The time is right for Little Richard to re-enter the recording field in a big way. The sound he is getting in Muscle Shoals is very close to the sound of his early records, but his performing style is highly relevant to present day music.
— Mo Ostin, 1970

The Rill Thing was Little Richard's first self-produced album. Richard is reported to have been focused on the material and even invested his own money in the project. Richard described the album as "the only thing I’ve done since I was back in the business that I think is really good", referring to his work since he ceased recording gospel music. Though many of the songs use twelve-bar blues structures like Richard's earlier rock and roll work, the arrangements are more informed by the contemporary soul and R&B music of the time. Reflecting on the album's sound, Little Richard commented "the bass riffs are more predominant, the guitar you'll notice is more out front. The voice is just riding on the rhythm, it's a force and a funk, and it's clean, it's not gutty-gut but it's clean". Reviewing the album in 2009, Kev Boyd of Fatea Magazine described its style as consisting of "blues-inflected R&B, hints of Sly Stone-lite funk, the occasional rambling instrumental and Richard's characteristic scream-singing".

===Songs===
The album opener Freedom Blues features a message of brotherhood.

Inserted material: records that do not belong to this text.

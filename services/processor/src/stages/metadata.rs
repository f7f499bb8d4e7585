use super::ImageRef;
use crate::codec::ImageCodec;
use crate::error::StageError;
use crate::model::ImageMetadata;
use crate::object_store::ObjectStore;
use std::sync::Arc;
use tracing::{debug, instrument};

/// Decodes the full object and records its structure
pub struct MetadataStage {
    objects: Arc<dyn ObjectStore>,
    codec: Arc<dyn ImageCodec>,
}

impl MetadataStage {
    pub fn new(objects: Arc<dyn ObjectStore>, codec: Arc<dyn ImageCodec>) -> Self {
        Self { objects, codec }
    }

    #[instrument(skip(self), fields(image_key = %image.image_key))]
    pub async fn run(&self, image: &ImageRef) -> Result<ImageMetadata, StageError> {
        let body = self.objects.get(&image.bucket, &image.image_key, None).await?;

        let codec = self.codec.clone();
        let metadata = tokio::task::spawn_blocking(move || codec.probe(&body)).await??;

        debug!(
            width = metadata.width,
            height = metadata.height,
            format = %metadata.format,
            "Image metadata extracted"
        );
        Ok(metadata)
    }
}
//! Terminal outcome notifications.

use crate::model::{ImageStatus, StageName};
use async_trait::async_trait;
use prism_messaging::PrismProducer;
use serde::{Deserialize, Serialize};
use std::sync::Arc;
use thiserror::Error;
use tracing::{debug, instrument};

#[derive(Error, Debug)]
#[error("failed to publish notification: {0}")]
pub struct NotifyError(pub String);

#[derive(Debug, Clone, PartialEq, Eq, Serialize, Deserialize)]
#[serde(rename_all = "camelCase")]
pub struct CompletedNotification {
    pub image_key: String,
    pub archived_location: String,
    pub status: ImageStatus,
}

#[derive(Debug, Clone, PartialEq, Eq, Serialize, Deserialize)]
#[serde(rename_all = "camelCase")]
pub struct FailedNotification {
    pub image_key: String,
    pub stage: StageName,
    pub error_message: String,
}

/// What a run reports when it reaches a terminal status
#[derive(Debug, Clone, PartialEq, Eq, Serialize, Deserialize)]
#[serde(untagged)]
pub enum Notification {
    Completed(CompletedNotification),
    Failed(FailedNotification),
}

impl Notification {
    pub fn completed(image_key: impl Into<String>, archived_location: impl Into<String>) -> Self {
        Notification::Completed(CompletedNotification {
            image_key: image_key.into(),
            archived_location: archived_location.into(),
            status: ImageStatus::Completed,
        })
    }

    pub fn failed(
        image_key: impl Into<String>,
        stage: StageName,
        error_message: impl Into<String>,
    ) -> Self {
        Notification::Failed(FailedNotification {
            image_key: image_key.into(),
            stage,
            error_message: error_message.into(),
        })
    }

    pub fn image_key(&self) -> &str {
        match self {
            Notification::Completed(n) => &n.image_key,
            Notification::Failed(n) => &n.image_key,
        }
    }

    pub fn message_type(&self) -> &'static str {
        match self {
            Notification::Completed(_) => "image_completed",
            Notification::Failed(_) => "image_failed",
        }
    }
}

/// Fire-and-forget channel for terminal outcomes
#[cfg_attr(test, mockall::automock)]
#[async_trait]
pub trait NotificationSink: Send + Sync {
    async fn notify(&self, notification: &Notification) -> Result<(), NotifyError>;
}

/// Publishes notifications to the Kafka notifications topic
pub struct KafkaNotifier {
    producer: Arc<PrismProducer>,
}

impl KafkaNotifier {
    pub fn new(producer: Arc<PrismProducer>) -> Self {
        Self { producer }
    }
}

#[async_trait]
impl NotificationSink for KafkaNotifier {
    #[instrument(skip(self, notification), fields(image_key = %notification.image_key()))]
    async fn notify(&self, notification: &Notification) -> Result<(), NotifyError> {
        let delivery = self
            .producer
            .send_notification(
                notification.image_key(),
                notification.message_type(),
                notification,
            )
            .await
            .map_err(|e| NotifyError(e.to_string()))?;

        debug!(
            partition = delivery.partition,
            offset = delivery.offset,
            "Notification published"
        );
        Ok(())
    }
}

Richard felt the song's inclusive theme was important to its success, commenting "it's catchy, the little thing is catchy, and the message is universal. It's not like "black people you gotta be free!" I didn’t say that. Everybody, everybody got to be free". Richard's stance had not been universally popular; his insistence on performing in front of integrated audiences at the time of the black liberation movement shortly after the Watts riots and the formation of the Black Panthers had caused many black radio DJs in certain areas of the United States, including Los Angeles, to choose not to play his music. "Greenwood, Mississippi" was written by Travis Wammack, whom Richard met at FAME Studios. Wammack told Richard he had recorded a demo of a song that was a cross between Richard’s style and John Fogerty of Creedence Clearwater Revival. After sitting in Wammack's truck to listen to the demo cassette, Richard decided to record the song. Richard insisted he record his vocals over the cassette recording, to FAME owner Rick Hall's chagrin. Travis Wammack released his own recording of the song on his 1975 Capricorn Records album Not For Sale.

Little Richard in 1970

Several longtime associates of Little Richard contributed to the album. Robert "Bumps" Blackwell, who had produced Richard's 1950s recordings for Specialty, is credited as a co-writer on "Spreadin' Natta, What's The Matter?" alongside Maybelle Jackson, who collaborated with Richard on the lyrics; Jackson had previously contributed lyrics to "Heeby-Jeebies". Esquerita, an R&B singer, songwriter and pianist whose frenetic performances and flamboyant stage persona influenced Richard, co-wrote "Freedom Blues" and "Dew Drop Inn". "Dew Drop Inn" borrows the drum beat from Richard's recording of "Keep A-Knockin'" for its intro. According to All About Jazz, the song revisits "conventional Little Richard terrain: the patent scream, rollicking piano and booting sax solo of his earliest hits". Travis Wammack felt Richard was at the peak of his vocal prowess at this time, commenting "He was just singing his booty off!". The second side of The Rill Thing opens with its title track, a ten minute instrumental jam featuring Richard on electric piano.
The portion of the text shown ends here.